## Task details
Could you reproduce the lines below from the one with "impl<E, N> Listener<E, N>" through the one with "self.next_id += 1;"? Keep both ends and add nothing.

(Saved entries)
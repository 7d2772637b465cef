use crate::{Range, Segment};
use btree_slab::BTreeMap;
use std::{fmt, rc::Rc};

/// Listener callback.
///
/// Receives the full current view of the listener's range every time the
/// range is affected by a mutation.
pub type Callback<E, N> = Rc<dyn Fn(&[Segment<E, N>])>;

/// Handle returned by listener registration.
///
/// Handles are never reused within the same cache.
#[derive(Clone, Copy, PartialEq, Eq, PartialOrd, Ord, Hash, Debug)]
pub struct ListenerId(u64);

impl fmt::Display for ListenerId {
	fn fmt(&self, f: &mut fmt::Formatter) -> fmt::Result {
		write!(f, "#{}", self.0)
	}
}

pub(crate) struct Listener<E, N> {
	range: Range<N>,
	callback: Callback<E, N>,
}

impl<E, N> Listener<E, N> {
	pub fn range(&self) -> &Range<N> {
		&self.range
	}

	pub fn callback(&self) -> &Callback<E, N> {
		&self.callback
	}
}

/// Registered listeners, in registration order.
pub(crate) struct Listeners<E, N> {
	map: BTreeMap<ListenerId, Listener<E, N>>,
	next_id: u64,
}

impl<E, N> Listeners<E, N> {
	pub fn new() -> Self {
		Listeners {
			map: BTreeMap::new(),
			next_id: 0,
		}
	}

	pub fn len(&self) -> usize {
		self.map.len()
	}

	/// Checks if the exact same callback is already registered.
	pub fn contains(&self, callback: &Callback<E, N>) -> bool {
		self.map
			.iter()
			.any(|(_, listener)| Rc::ptr_eq(&listener.callback, callback))
	}

	pub fn insert(&mut self, range: Range<N>, callback: Callback<E, N>) -> ListenerId {
		let id = ListenerId(self.next_id);
		self.next_id += 1;
		self.map.insert(id, Listener { range, callback });
		id
	}

	pub fn remove(&mut self, id: ListenerId) -> Option<Range<N>> {
		self.map.remove(&id).map(|listener| listener.range)
	}

	/// Listeners whose range intersects `changed`.
	pub fn intersecting<'a>(
		&'a self,
		changed: &'a Range<N>,
	) -> impl Iterator<Item = (ListenerId, &'a Listener<E, N>)> + 'a
	where
		N: Ord,
	{
		self.map
			.iter()
			.filter(move |(_, listener)| listener.range.intersects(changed))
			.map(|(id, listener)| (*id, listener))
	}
}

#[cfg(test)]
mod tests {
	use super::*;

	fn callback() -> Callback<i64, i64> {
		Rc::new(|_: &[Segment<i64, i64>]| ())
	}

	#[test]
	fn registration_order() {
		let mut listeners = Listeners::new();
		let a = listeners.insert(Range::new(0, 5).unwrap(), callback());
		let b = listeners.insert(Range::new(10, 20).unwrap(), callback());
		let c = listeners.insert(Range::full(), callback());
		assert!(a < b && b < c);

		let changed = Range::new(3, 12).unwrap();
		let ids: Vec<_> = listeners.intersecting(&changed).map(|(id, _)| id).collect();
		assert_eq!(ids, vec![a, b, c]);

		let changed = Range::singleton(7);
		let ids: Vec<_> = listeners.intersecting(&changed).map(|(id, _)| id).collect();
		assert_eq!(ids, vec![c]);
	}

	#[test]
	fn identity() {
		let mut listeners = Listeners::new();
		let f = callback();
		let id = listeners.insert(Range::full(), f.clone());

		assert!(listeners.contains(&f));
		assert!(!listeners.contains(&callback()));

		assert_eq!(listeners.remove(id), Some(Range::full()));
		assert_eq!(listeners.remove(id), None);
		assert!(!listeners.contains(&f));
		assert_eq!(listeners.len(), 0);

		// ids are not reused
		let next = listeners.insert(Range::full(), f);
		assert_ne!(next, id);
	}
}
use crate::{Endpoint, Range};

/// Piece of a range query result.
///
/// A query yields segments in ascending order, and together they cover the
/// queried range exactly once.
#[derive(Clone, PartialEq, Eq, Debug)]
pub enum Segment<E, N> {
	/// Part of a known sub-range along with its entries.
	Known { range: Range<N>, entries: Vec<E> },

	/// Gap that must still be fetched.
	Missing(Range<N>),
}

impl<E, N> Segment<E, N> {
	pub fn range(&self) -> &Range<N> {
		match self {
			Segment::Known { range, .. } => range,
			Segment::Missing(range) => range,
		}
	}

	pub fn is_missing(&self) -> bool {
		matches!(self, Segment::Missing(_))
	}

	/// Known entries of this segment, empty for gaps.
	pub fn entries(&self) -> &[E] {
		match self {
			Segment::Known { entries, .. } => entries,
			Segment::Missing(_) => &[],
		}
	}
}

/// Result of a neighbor query.
#[derive(PartialEq, Eq, Debug)]
pub enum Neighbor<'a, E, N> {
	/// Nearest known entry in the requested direction.
	Entry(&'a E),

	/// Largest unfetched range that could hold the neighbor.
	Missing(Range<N>),

	/// Everything in the requested direction is known and holds no entry.
	NoValue,
}

impl<'a, E, N: Clone> Clone for Neighbor<'a, E, N> {
	fn clone(&self) -> Self {
		match self {
			Neighbor::Entry(entry) => Neighbor::Entry(*entry),
			Neighbor::Missing(range) => Neighbor::Missing(range.clone()),
			Neighbor::NoValue => Neighbor::NoValue,
		}
	}
}

/// Input of point operations and neighbor queries.
///
/// Either a raw key or an entry from which the key is extracted.
#[derive(Debug)]
pub enum Lookup<'a, E, N> {
	Key(Endpoint<N>),
	Entry(&'a E),
}

impl<'a, E, N> Lookup<'a, E, N> {
	pub fn key(value: N) -> Self {
		Lookup::Key(Endpoint::Finite(value))
	}

	pub(crate) fn resolve(self, sort_key: fn(&E) -> N) -> Endpoint<N> {
		match self {
			Lookup::Key(key) => key,
			Lookup::Entry(entry) => Endpoint::Finite(sort_key(entry)),
		}
	}
}

impl<'a, E, N> From<&'a E> for Lookup<'a, E, N> {
	fn from(entry: &'a E) -> Self {
		Lookup::Entry(entry)
	}
}

impl<'a, E, N> From<Endpoint<N>> for Lookup<'a, E, N> {
	fn from(key: Endpoint<N>) -> Self {
		Lookup::Key(key)
	}
}
//! A *sparse range cache* remembers which ranges of keys have already been
//! fetched from a slow source (a paginated backend for instance), and holds
//! the entries found in those ranges. It can tell what is known about any
//! range of keys, and what is still missing, without touching the source.
//!
//! Keys live on the extended integer line: every finite value of some
//! discrete type `N` plus `-Infinity` and `+Infinity`.
//!
//! ## Usage
//!
//! Entries are ordered by a key extracted with a plain function given at
//! construction. Freshly fetched ranges are merged in with
//! [`RangeCache::insert_range`], and [`RangeCache::entries`] describes a range
//! as known segments interleaved with missing gaps.
//!
//! ```
//! use sparse_range_cache::{Range, RangeCache, Segment};
//!
//! let mut cache: RangeCache<i64, i64> = RangeCache::numeric();
//! cache.insert_range(Range::new(0, 5).unwrap(), vec![0, 1, 4]).unwrap();
//! cache.insert_range(Range::new(10, 15).unwrap(), vec![]).unwrap();
//!
//! let segments = cache.entries(&Range::new(3, 12).unwrap());
//! assert_eq!(
//! 	segments,
//! 	vec![
//! 		Segment::Known {
//! 			range: Range::new(3, 5).unwrap(),
//! 			entries: vec![4]
//! 		},
//! 		Segment::Missing(Range::new(6, 9).unwrap()),
//! 		Segment::Known {
//! 			range: Range::new(10, 12).unwrap(),
//! 			entries: vec![]
//! 		},
//! 	]
//! );
//!
//! // filling the gap fuses everything into a single sub-range.
//! cache.insert_range(Range::new(6, 9).unwrap(), vec![]).unwrap();
//! assert_eq!(cache.range_count(), 1);
//! ```
//!
//! Single entries observed outside of a fetch can be added, updated and
//! deleted directly:
//!
//! ```
//! # use sparse_range_cache::{Lookup, Range, RangeCache};
//! # let mut cache: RangeCache<i64, i64> = RangeCache::numeric();
//! # cache.insert_range(Range::new(0, 5).unwrap(), vec![0, 1, 4]).unwrap();
//! assert!(cache.add(3, false));
//! assert!(!cache.add(8, false)); // `8` has never been fetched.
//! assert!(cache.add(8, true)); // unless we say so.
//! assert_eq!(cache.delete(Lookup::key(1)), Some(1));
//! assert_eq!(cache.entry_count(), 4);
//! ```
//!
//! ## Listeners
//!
//! A listener is notified with the full current view of its range every time
//! a mutation affects it. See [`RangeCache::add_listener`].
//!
//! ## Persistence
//!
//! [`RangeCache::minify`] and [`RangeCache::unminify`] convert a cache to and
//! from a compact JSON form where infinite endpoints are written as the
//! strings `"-Infinity"` and `"Infinity"`.
mod cache;
mod error;
mod range;
mod serde;
pub mod util;

pub use cache::*;
pub use error::*;
pub use range::*;
pub use util::Discrete;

## Result
impl<E, N> Listener<E, N> {
	pub fn range(&self) -> &Range<N> {
		&self.range
	}

	pub fn callback(&self) -> &Callback<E, N> {
		&self.callback
	}
}

/// Registered listeners, in registration order.
pub(crate) struct Listeners<E, N> {
	map: BTreeMap<ListenerId, Listener<E, N>>,
	next_id: u64,
}

impl<E, N> Listeners<E, N> {
	pub fn new() -> Self {
		Listeners {
			map: BTreeMap::new(),
			next_id: 0,
		}
	}

	pub fn len(&self) -> usize {
		self.map.len()
	}

	/// Checks if the exact same callback is already registered.
	pub fn contains(&self, callback: &Callback<E, N>) -> bool {
		self.map
			.iter()
			.any(|(_, listener)| Rc::ptr_eq(&listener.callback, callback))
	}

	pub fn insert(&mut self, range: Range<N>, callback: Callback<E, N>) -> ListenerId {
		let id = ListenerId(self.next_id);
		self.next_id += 1;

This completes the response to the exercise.